Archive for November, 2010

Administrative Reforms – The reality byte

November 16, 2010

President, Punjab State IAS Officers' Association

*(Sarvesh Kaushal is the President of Punjab State IAS Officers’ Association) 

 

Friends, if we do not deliver, we shall perish.

For saving us as a class from virtual redundancy and eventual extinction from the overall scheme of governance, we need to focus upon quantum and quality of citizen service delivery. The day has come when instead of looking at the peripherals in the name of administrative reform, we focus upon the fundamental structural issues affecting the citizen services adversely.

We need to remedy the virtual collapse of the state civil and allied services due to the failure to carry out regular yearly recruitments has crippled and paralysed civil administration and service delivery to the citizens. The backbone of the civil administration stands broken. 

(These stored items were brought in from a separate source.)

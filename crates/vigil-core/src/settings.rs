//! Monitor settings and validation.
//!
//! Settings are loaded by the binary (JSON file plus CLI overrides) and
//! consumed read-only by everything else. These are pure domain types with
//! no infrastructure dependencies.

use std::collections::{HashMap, HashSet};
use std::time::Duration;

use serde::{Deserialize, Serialize};

use crate::bus::DEFAULT_SUBSCRIBER_CAPACITY;
use crate::domain::SourceKind;

/// Default interval between poll cycles.
pub const DEFAULT_POLL_INTERVAL_SECS: u64 = 60;

/// Default delay before a dropped event feed is re-opened.
pub const DEFAULT_FEED_RETRY_DELAY_SECS: u64 = 5;

/// Default deadline for a single provider call.
pub const DEFAULT_PROVIDER_TIMEOUT_SECS: u64 = 10;

/// Default idle time after which the hub pings a viewer.
pub const DEFAULT_PING_INTERVAL_SECS: u64 = 30;

/// One monitored host on one backend.
#[derive(Debug, Clone, PartialEq, Eq, Serialize, Deserialize)]
pub struct HostConfig {
    /// Host name used in events and the dashboard.
    pub name: String,
    /// Backend the host is watched through.
    pub backend: SourceKind,
    /// Remote address: passed to the CLI for push backends, polled as the
    /// base URL for HTTP backends.
    #[serde(default)]
    pub endpoint: Option<String>,
    /// Whitelist of services/units to watch. Empty watches everything.
    #[serde(default)]
    pub services: Vec<String>,
}

impl HostConfig {
    /// Create a host entry without endpoint or whitelist.
    pub fn new(name: impl Into<String>, backend: SourceKind) -> Self {
        Self {
            name: name.into(),
            backend,
            endpoint: None,
            services: Vec::new(),
        }
    }

    /// Set the endpoint.
    #[must_use]
    pub fn with_endpoint(mut self, endpoint: impl Into<String>) -> Self {
        self.endpoint = Some(endpoint.into());
        self
    }

    /// Set the service whitelist.
    #[must_use]
    pub fn with_services<I, S>(mut self, services: I) -> Self
    where
        I: IntoIterator<Item = S>,
        S: Into<String>,
    {
        self.services = services.into_iter().map(Into::into).collect();
        self
    }
}

/// Monitor settings.
#[derive(Debug, Clone, PartialEq, Eq, Serialize, Deserialize)]
#[serde(default)]
pub struct MonitorSettings {
    /// Seconds between poll cycles.
    pub poll_interval_secs: u64,
    /// Hold back events until every watcher has finished its first sweep.
    pub suppress_discovery: bool,
    /// Seconds to wait before re-opening a failed event feed.
    pub feed_retry_delay_secs: u64,
    /// Deadline, in seconds, for a single provider call.
    pub provider_timeout_secs: u64,
    /// Per-subscriber event queue capacity.
    pub subscriber_capacity: usize,
    /// Seconds of outbound silence before the hub pings a viewer.
    pub ping_interval_secs: u64,
    /// Monitored hosts.
    pub hosts: Vec<HostConfig>,
}

impl Default for MonitorSettings {
    fn default() -> Self {
        Self {
            poll_interval_secs: DEFAULT_POLL_INTERVAL_SECS,
            suppress_discovery: true,
            feed_retry_delay_secs: DEFAULT_FEED_RETRY_DELAY_SECS,
            provider_timeout_secs: DEFAULT_PROVIDER_TIMEOUT_SECS,
            subscriber_capacity: DEFAULT_SUBSCRIBER_CAPACITY,
            ping_interval_secs: DEFAULT_PING_INTERVAL_SECS,
            hosts: Vec::new(),
        }
    }
}

impl MonitorSettings {
    /// Parse settings from JSON. Missing fields take their defaults.
    pub fn from_json_str(json: &str) -> Result<Self, SettingsError> {
        serde_json::from_str(json).map_err(|e| SettingsError::Parse(e.to_string()))
    }

    pub const fn poll_interval(&self) -> Duration {
        Duration::from_secs(self.poll_interval_secs)
    }

    pub const fn feed_retry_delay(&self) -> Duration {
        Duration::from_secs(self.feed_retry_delay_secs)
    }

    pub const fn provider_timeout(&self) -> Duration {
        Duration::from_secs(self.provider_timeout_secs)
    }

    pub const fn ping_interval(&self) -> Duration {
        Duration::from_secs(self.ping_interval_secs)
    }

    /// Hosts watched through `backend`.
    pub fn hosts_for(&self, backend: SourceKind) -> impl Iterator<Item = &HostConfig> {
        self.hosts.iter().filter(move |h| h.backend == backend)
    }

    /// Build the per-host whitelist.
    pub fn whitelist(&self) -> Whitelist {
        let mut allowed: HashMap<String, HashSet<String>> = HashMap::new();
        for host in &self.hosts {
            if !host.services.is_empty() {
                allowed
                    .entry(host.name.clone())
                    .or_default()
                    .extend(host.services.iter().cloned());
            }
        }
        Whitelist { allowed }
    }
}

/// Per-host set of services to watch.
///
/// Hosts without an entry watch everything.
#[derive(Debug, Clone, Default, PartialEq, Eq)]
pub struct Whitelist {
    allowed: HashMap<String, HashSet<String>>,
}

impl Whitelist {
    /// A whitelist that allows everything.
    pub fn allow_all() -> Self {
        Self::default()
    }

    /// Whether `service` on `host` should be watched.
    pub fn allows(&self, host: &str, service: &str) -> bool {
        self.allowed
            .get(host)
            .is_none_or(|services| services.contains(service))
    }
}

/// Settings validation error.
#[derive(Debug, Clone, PartialEq, Eq, thiserror::Error)]
pub enum SettingsError {
    #[error("Failed to parse settings: {0}")]
    Parse(String),

    #[error("{field} must be greater than zero")]
    Zero { field: &'static str },

    #[error("Host name cannot be empty")]
    EmptyHostName,

    #[error("Host {name} is configured twice for backend {backend}")]
    DuplicateHost { name: String, backend: SourceKind },

    #[error("Host {0} uses an HTTP backend but has no endpoint")]
    MissingEndpoint(String),
}

/// Validate settings values.
pub fn validate_settings(settings: &MonitorSettings) -> Result<(), SettingsError> {
    let positive = [
        ("poll_interval_secs", settings.poll_interval_secs),
        ("feed_retry_delay_secs", settings.feed_retry_delay_secs),
        ("provider_timeout_secs", settings.provider_timeout_secs),
        ("ping_interval_secs", settings.ping_interval_secs),
        ("subscriber_capacity", settings.subscriber_capacity as u64),
    ];
    if let Some((field, _)) = positive.iter().find(|(_, value)| *value == 0) {
        return Err(SettingsError::Zero { field });
    }

    let mut seen = HashSet::new();
    for host in &settings.hosts {
        if host.name.trim().is_empty() {
            return Err(SettingsError::EmptyHostName);
        }
        if !seen.insert((host.name.as_str(), host.backend)) {
            return Err(SettingsError::DuplicateHost {
                name: host.name.clone(),
                backend: host.backend,
            });
        }
        if !host.backend.is_push()
            && host.endpoint.as_ref().is_none_or(|e| e.trim().is_empty())
        {
            return Err(SettingsError::MissingEndpoint(host.name.clone()));
        }
    }

    Ok(())
}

We have one state civil service officer manning upto even half a dozen posts with additional charges. We also have the key functionaries, performing executive and quasi-judicial functions, employed on temporary contracts, because we have not been able to carry out the recruitment process as a regular annual function.

The same is true of the Secretariat Administration, where administrative branches have large number of crippling vacancies, branch officers are being forced to handle multiple charges.

We also need to rationalise the deployment of our personnel. Even amongst the existing cadre officers, the distribution of assignments is so lop-sided that some of them have two or three departments to run at the same time, while a large number of eligible officers are made to idle.

We need to ensure fresh induction in the second and third tier of civil administration. At present, our aging manpower is without the essential blend of youth.

We need to focus upon Education, may it be school or higher education, or medical or technical education, where large number of key posts are vacant, there are no regular heads of many institutions, there are no timely promotions, and there are kinked wage structures with personnel engaged in the same or identical tasks have totally different wage structure and job security. The same could also be true of other social sector departments.

We need to respond to the call of our conscience rather than conveniently turning a Nelson’s eye to blatant manipulation of transfers of our junior personnel by pressure groups on extraneous considerations.

While we insist upon performance reports, we should’nt forget that performance has a direct correlation with opportunity, platform, and congenial atmosphere to work. We should rather insist upon having a potential appraisal rather than a performance appraisal when the basic pre-requisites to perform are missing most of the times.

The Standing Orders which prescribe delegation at various levels of hierarchy, are now issued at the level of every Minister for his own department, with little or no delegation of decision-making worth the name in favour of Administrative Secretaries. The Administrative Secretaries are left to defend the court cases and reply to the audit paras or face flak elsewhere. We need to insist upon a conscious and institutionalised rationalisation of the delegation process.

The Administrative Secretaries, when over-ruled, have an option to dissent and refer a case to the Chief Minister for final decision, but hardly any one takes recourse to that of late for a sure retribution and humiliation. This process needs to be institutionalized and encouraged to check the harmful tendency of pre-orchestrated decision-making.

The civil servants should not be held accountable for something which they neither decide nor implement, and where their feeble voice of propriety is not even heard, much less their opinions being heeded to.

We need to rationalise our transfer policy at all levels. The average tenure of an Administrative Secretary in a department hinges around just 12 months. This brings in ad-hocism and uncertainty which is counter-productive to the cause of efficient service delivery.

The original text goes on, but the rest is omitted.